Deep metric learning with mirror attention and fine triplet loss for fundus image retrieval in ophthalmology

Abstract

Fundus image retrieval can help ophthalmologists make evidence-based medico-decision by providing similar cases. Its basic task is to learn highly discriminative visual descriptors from image space, in which lesion features are the main differentiating clue. Lesions in fundus images appear small in size, similar in textures, and scatter around vessels, such as microaneurysms and hemorrhages. Hence, although a single small lesion has a saliently visual manifestation, its discriminative information is hard to reserve in the last image descriptors. For fundus images, the optic disc of the left and right eyes are symmetric, and the macular area lies in the central axis from the vertical view. Based on such spatial structure and lesion characteristics, we present a novel deep metric learning framework equipped with mirror attention to enhance the discriminative features of small and scattering lesions and encode them into image descriptors.
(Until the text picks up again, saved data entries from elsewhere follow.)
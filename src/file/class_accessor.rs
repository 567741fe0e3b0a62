use crate::{leb128::decode_uleb128_off, Result};

use super::{DexContainer, DexFile};

/// A field row out of class_data, with the index delta already resolved.
#[derive(Debug, Copy, Clone)]
pub struct EncodedFieldItem {
    pub field_idx: u32,
    pub access_flags: u32,
    pub is_static: bool,
}

/// A method row out of class_data, with the index delta already resolved.
#[derive(Debug, Copy, Clone)]
pub struct EncodedMethodItem {
    pub method_idx: u32,
    pub access_flags: u32,
    pub code_off: u32,
    pub is_direct: bool,
}

/// Fully decoded class_data_item: every declared field and method of one
/// class.
#[derive(Debug, Default)]
pub struct ClassMembers {
    pub fields: Vec<EncodedFieldItem>,
    pub methods: Vec<EncodedMethodItem>,
}

impl<'a, C: DexContainer<'a>> DexFile<'a, C> {
    /// Reads the class_data_item of a class def. `None` for marker
    /// interfaces and other classes without declared members.
    pub fn get_class_members(&self, class_data_off: u32) -> Result<Option<ClassMembers>> {
        if class_data_off == 0 {
            return Ok(None);
        }
        let data = self.raw_data();
        if class_data_off as usize >= data.len() {
            return crate::dex_err!(DexIndexError {
                index: class_data_off,
                item_ty: "class_data_off",
                max: data.len(),
            });
        }
        let mut pos = class_data_off as usize;

        let num_static_fields = decode_uleb128_off(data, &mut pos)?;
        let num_instance_fields = decode_uleb128_off(data, &mut pos)?;
        let num_direct_methods = decode_uleb128_off(data, &mut pos)?;
        let num_virtual_methods = decode_uleb128_off(data, &mut pos)?;

        let mut members = ClassMembers {
            fields: Vec::with_capacity((num_static_fields + num_instance_fields) as usize),
            methods: Vec::with_capacity((num_direct_methods + num_virtual_methods) as usize),
        };

        read_fields(data, &mut pos, num_static_fields, true, &mut members.fields)?;
        read_fields(data, &mut pos, num_instance_fields, false, &mut members.fields)?;
        read_methods(data, &mut pos, num_direct_methods, true, &mut members.methods)?;
        read_methods(data, &mut pos, num_virtual_methods, false, &mut members.methods)?;
        Ok(Some(members))
    }
}

fn read_fields(
    data: &[u8],
    pos: &mut usize,
    count: u32,
    is_static: bool,
    out: &mut Vec<EncodedFieldItem>,
) -> Result<()> {
    let mut field_idx = 0u32;
    for _ in 0..count {
        field_idx = field_idx.wrapping_add(decode_uleb128_off(data, pos)?);
        let access_flags = decode_uleb128_off(data, pos)?;
        out.push(EncodedFieldItem {
            field_idx,
            access_flags,
            is_static,
        });
    }
    Ok(())
}

fn read_methods(
    data: &[u8],
    pos: &mut usize,
    count: u32,
    is_direct: bool,
    out: &mut Vec<EncodedMethodItem>,
) -> Result<()> {
    let mut method_idx = 0u32;
    for _ in 0..count {
        method_idx = method_idx.wrapping_add(decode_uleb128_off(data, pos)?);
        let access_flags = decode_uleb128_off(data, pos)?;
        let code_off = decode_uleb128_off(data, pos)?;
        out.push(EncodedMethodItem {
            method_idx,
            access_flags,
            code_off,
            is_direct,
        });
    }
    Ok(())
}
The mirror attention can give lesions high attention scores by capturing spatial dependency of vertical and horizontal views, especially the relations between lesions and vessels. Based on the mirror attention, we further propose a new fine triplet loss to confine distances of positive pairs by exploiting the learned relevant degrees of positive pairs in a self-supervised manner. The fine triplet loss can help detect the subtle differences of positive pairs to improve the ranking performance of hit items. To demonstrate the effectiveness of improving retrieval performance, we conduct comprehensive experiments on the largest fundus dataset of diabetic retinopathy (DR) detection and achieve the best precision compared to counterparts. The experiments show that our method produces significant performance improvements for fundus image retrieval, especially the ranking quality of DR grades containing microaneurysms and hemorrhages. Our proposed mirror attention can be applied to off-the-shelf backbones and trained efficiently in an end-to-end manner for other medical images to obtain highly discriminative image descriptors.